The Charitable Deduction Works

  • Generous Americans have given more than $400 billion annually for the past 10 years. Charitable dollars are essential to maintaining a healthy civil society, vital to both nonprofit charities and local governments that depend on these resources to achieve their critical
  • The charitable deduction is good tax policy – it encourages individuals to give away more of their income, devoting it to their community’s needs rather than their own. A simple calculation shows that those in need receive $2.50 in benefit for every $1 of tax benefit. This is an impressive return on investment.

Charitable Giving Has Increased Since Enactment of Universal Charitable Deduction 

  • In March 2020, Congress enacted a $300 charitable deduction for cash gifts from nonitemizers for 2020. Since then, the amount of charitable giving – especially of gifts less than the $300 cap – has seen a significant increase.
  • According to data from the Fundraising Effectiveness Project (FEP), individual giving in 2020 increased 7.3 percent, compared to 2019, and the number of donors increased by 10.6 percent.
  • The FEP report also shows a 15.3 percent uptick in donations of less than $250, which outpaced the increase in larger donations. Additionally, there was a 28 percent increase in gifts of $300 on December 31st—the exact amount of the current universal charitable deduction. While we know there are many factors that contribute to increased donations, one contributing factor is likely the availability of the charitable deduction to nonitemizers.

Congress Should Enact the Universal Giving Pandemic Response and Recovery Act (S. 618, H.R. 1704) 

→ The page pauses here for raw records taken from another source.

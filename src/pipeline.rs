//! End-to-end pipeline.
//!
//! [`QualityPipeline`] wires the stages together in their mandatory order:
//! scan, then remediate on a working copy, then validate against the fixed
//! dataset. Each stage consumes the previous stage's output, so the sequence
//! is strictly serial by contract even when the scanner itself runs its
//! detectors in parallel.
//!
//! # Example
//!
//! ```
//! use limpiar::{Column, DataType, Dataset, QualityPipeline, Value};
//!
//! let age = Column::new(
//!     "age",
//!     DataType::Numeric,
//!     vec![
//!         Value::Number(30.0),
//!         Value::Null,
//!         Value::Number(29.0),
//!         Value::Number(31.0),
//!         Value::Number(30.0),
//!     ],
//! );
//! let dataset = Dataset::new("patients", vec![age]).unwrap();
//!
//! let outcome = QualityPipeline::new().run(&dataset).unwrap();
//! assert!(outcome.validation.is_clean());
//! assert!(outcome.validation.improvement > 0.0);
//! ```

use indexmap::IndexMap;
use serde::{Deserialize, Serialize};

use crate::{
    dataset::Dataset,
    error::Result,
    insight::{annotate_issues, InsightAnnotator},
    remedy::{Fix, OutlierPolicy, RemedyPolicy, Remediator},
    scan::{ScanOptions, ScanReport, Scanner},
    validate::{ValidationResult, Validator},
};

/// Runs scan, remediation, and validation as one library call.
#[derive(Debug, Clone, Default)]
pub struct QualityPipeline {
    scanner: Scanner,
    remediator: Remediator,
}

impl QualityPipeline {
    /// Creates a pipeline with default scanning and remediation settings.
    pub fn new() -> Self {
        Self::default()
    }

    /// Replace the scanner options. The validator re-scan uses the same
    /// options automatically.
    #[must_use]
    pub fn with_scan_options(mut self, options: ScanOptions) -> Self {
        self.scanner = Scanner::new().with_options(options);
        self
    }

    /// Replace the remediation policy.
    #[must_use]
    pub fn with_policy(mut self, policy: RemedyPolicy) -> Self {
        self.remediator = Remediator::new().with_policy(policy);
        self
    }

    /// Restrict duplicate-row identity to the given columns, for both
    /// detection and removal.
    #[must_use]
    pub fn with_duplicate_key(mut self, columns: Vec<String>) -> Self {
        self.scanner = self.scanner.with_duplicate_key(columns.clone());
        self.remediator = self.remediator.with_duplicate_key(columns);
        self
    }

    /// Run the four detectors on separate threads.
    #[must_use]
    pub fn with_parallel_scan(mut self, enabled: bool) -> Self {
        self.scanner = self.scanner.with_parallel(enabled);
        self
    }

    /// Set the outlier remediation strategy.
    #[must_use]
    pub fn with_outlier_policy(mut self, policy: OutlierPolicy) -> Self {
        self.remediator = self.remediator.with_outlier_policy(policy);
        self
    }

    /// Diagnose, remediate, and validate the dataset.
    ///
    /// The input is never mutated; remediation works on a clone whose
    /// ownership transfers to the coordinator for the duration of the pass.
    ///
    /// # Errors
    ///
    /// Fails only on a structurally malformed dataset or invalid
    /// configuration; see [`Scanner::scan`].
    pub fn run(&self, dataset: &Dataset) -> Result<PipelineReport> {
        self.execute(dataset, None)
    }

    /// Like [`QualityPipeline::run`], attaching annotations to the detected
    /// issues before remediation.
    ///
    /// # Errors
    ///
    /// Same conditions as [`QualityPipeline::run`]; annotation itself cannot
    /// fail the pipeline.
    pub fn run_with_annotator(
        &self,
        dataset: &Dataset,
        annotator: &dyn InsightAnnotator,
    ) -> Result<PipelineReport> {
        self.execute(dataset, Some(annotator))
    }

    fn execute(
        &self,
        dataset: &Dataset,
        annotator: Option<&dyn InsightAnnotator>,
    ) -> Result<PipelineReport> {
        let mut report = self.scanner.scan(dataset)?;
        if let Some(annotator) = annotator {
            annotate_issues(&mut report.issues, annotator);
        }

        let (cleaned, fixes) = self.remediator.remediate(dataset.clone(), &report.issues);
        let validation =
            Validator::with_scanner(self.scanner.clone()).validate(&report, &cleaned)?;

        Ok(PipelineReport {
            report,
            fixes,
            validation,
            cleaned,
        })
    }
}

/// Everything one pipeline run produced.
#[derive(Debug, Clone, PartialEq, Serialize, Deserialize)]
pub struct PipelineReport {
    /// The initial scan: ordered issues and the before score.
    pub report: ScanReport,
    /// Fixes in application order.
    pub fixes: Vec<Fix>,
    /// Before/after comparison from the validation re-scan.
    pub validation: ValidationResult,
    /// The remediated dataset.
    pub cleaned: Dataset,
}

impl PipelineReport {
    /// Aggregate counts for reporting.
    #[must_use]
    pub fn summary(&self) -> PipelineSummary {
        let mut issues_by_kind: IndexMap<String, usize> = IndexMap::new();
        let mut issues_by_severity: IndexMap<String, usize> = IndexMap::new();
        for issue in &self.report.issues {
            *issues_by_kind.entry(issue.kind.to_string()).or_insert(0) += 1;
            *issues_by_severity
                .entry(issue.severity.to_string())
                .or_insert(0) += 1;
        }
        PipelineSummary {
            dataset_name: self.report.dataset_name.clone(),
            rows_before: self.report.row_count,
            rows_after: self.cleaned.num_rows(),
            total_issues: self.report.issues.len(),
            total_fixes: self.fixes.len(),
            failed_fix_count: self.fixes.iter().filter(|f| !f.success).count(),
            issues_by_kind,
            issues_by_severity,
            before_quality_score: self.validation.before_quality_score,
            after_quality_score: self.validation.after_quality_score,
            improvement: self.validation.improvement,
            resolved_issue_count: self.validation.resolved_issue_count,
            residual_issue_count: self.validation.residual_issues.len(),
        }
    }

    /// Serialize the full report for a downstream consumer.
    ///
    /// # Errors
    ///
    /// Returns a serialization error if any record cannot be encoded.
    pub fn to_json(&self) -> serde_json::Result<String> {
        serde_json::to_string_pretty(self)
    }
}

/// Aggregate counts over one pipeline run.
#[derive(Debug, Clone, PartialEq, Serialize, Deserialize)]
pub struct PipelineSummary {
    /// Name of the processed dataset.
    pub dataset_name: String,
    /// Rows before remediation.
    pub rows_before: usize,
    /// Rows after remediation.
    pub rows_after: usize,
    /// Issues found by the initial scan.
    pub total_issues: usize,
    /// Fixes attempted.
    pub total_fixes: usize,
    /// Fixes that could not be applied.
    pub failed_fix_count: usize,
    /// Issue counts keyed by kind name.
    pub issues_by_kind: IndexMap<String, usize>,
    /// Issue counts keyed by severity name.
    pub issues_by_severity: IndexMap<String, usize>,
    /// Score before remediation.
    pub before_quality_score: f64,
    /// Score after remediation.
    pub after_quality_score: f64,
    /// Score delta; negative is possible.
    pub improvement: f64,
    /// Original issues fully resolved.
    pub resolved_issue_count: usize,
    /// Issues remaining after remediation.
    pub residual_issue_count: usize,
}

  • In December, Congress extended the universal charitable deduction availability through 2021 and increased the cap to $600 for joint filers. We are grateful for this change, but Congress can do more to make giving incentives fair for all taxpayers and to strengthen and expand this incentive. This will help charitable organizations achieve their missions and support their workforces and communities as our nation recovers from the current and future crises.
  • The Center for Civil Society Studies at John Hopkins University estimates around 930,000 jobs – 7.3 percent of the charitable sector workforce – were lost in 2020, underscoring how difficult the year was for the philanthropic sector.
  • Congress can help alleviate some of the difficulties the sector is facing by enacting the Universal Giving Pandemic Response and Recovery Act led by a bipartisan, bicameral group of lawmakers, including Sens. James Lankford (R-OK), Chris Coons (D-DE), Mike Lee (R-UT), Jeanne Shaheen (D-NH), Tim Scott (R-SC), Amy Klobuchar (D-MN), Susan Collins (R-ME), Catherine Cortez Masto (D-NV) and Reps. Chris Pappas (D-NH) and Jackie Walorski (R-IN). The legislation would raise the $300/$600 cap to roughly $4,000 for individuals/$8,000 for couples, extend the availability of the deduction to the 2022 tax year and eliminate the current exclusion of gifts to donor-advised funds, helping to spur even more giving as communities continue to fight and recover from COVID-19 and its economic effects.
  • This legislation will democratize giving by further incentivizing all American taxpayers—regardless of their income—to give to charity, thereby ensuring that our country retains a strong and independent civil society. And it will provide needed resources for charitable and faith-based organizations to continue providing vital services to families, workers, and communities, especially those critically impacted by the ongoing pandemic.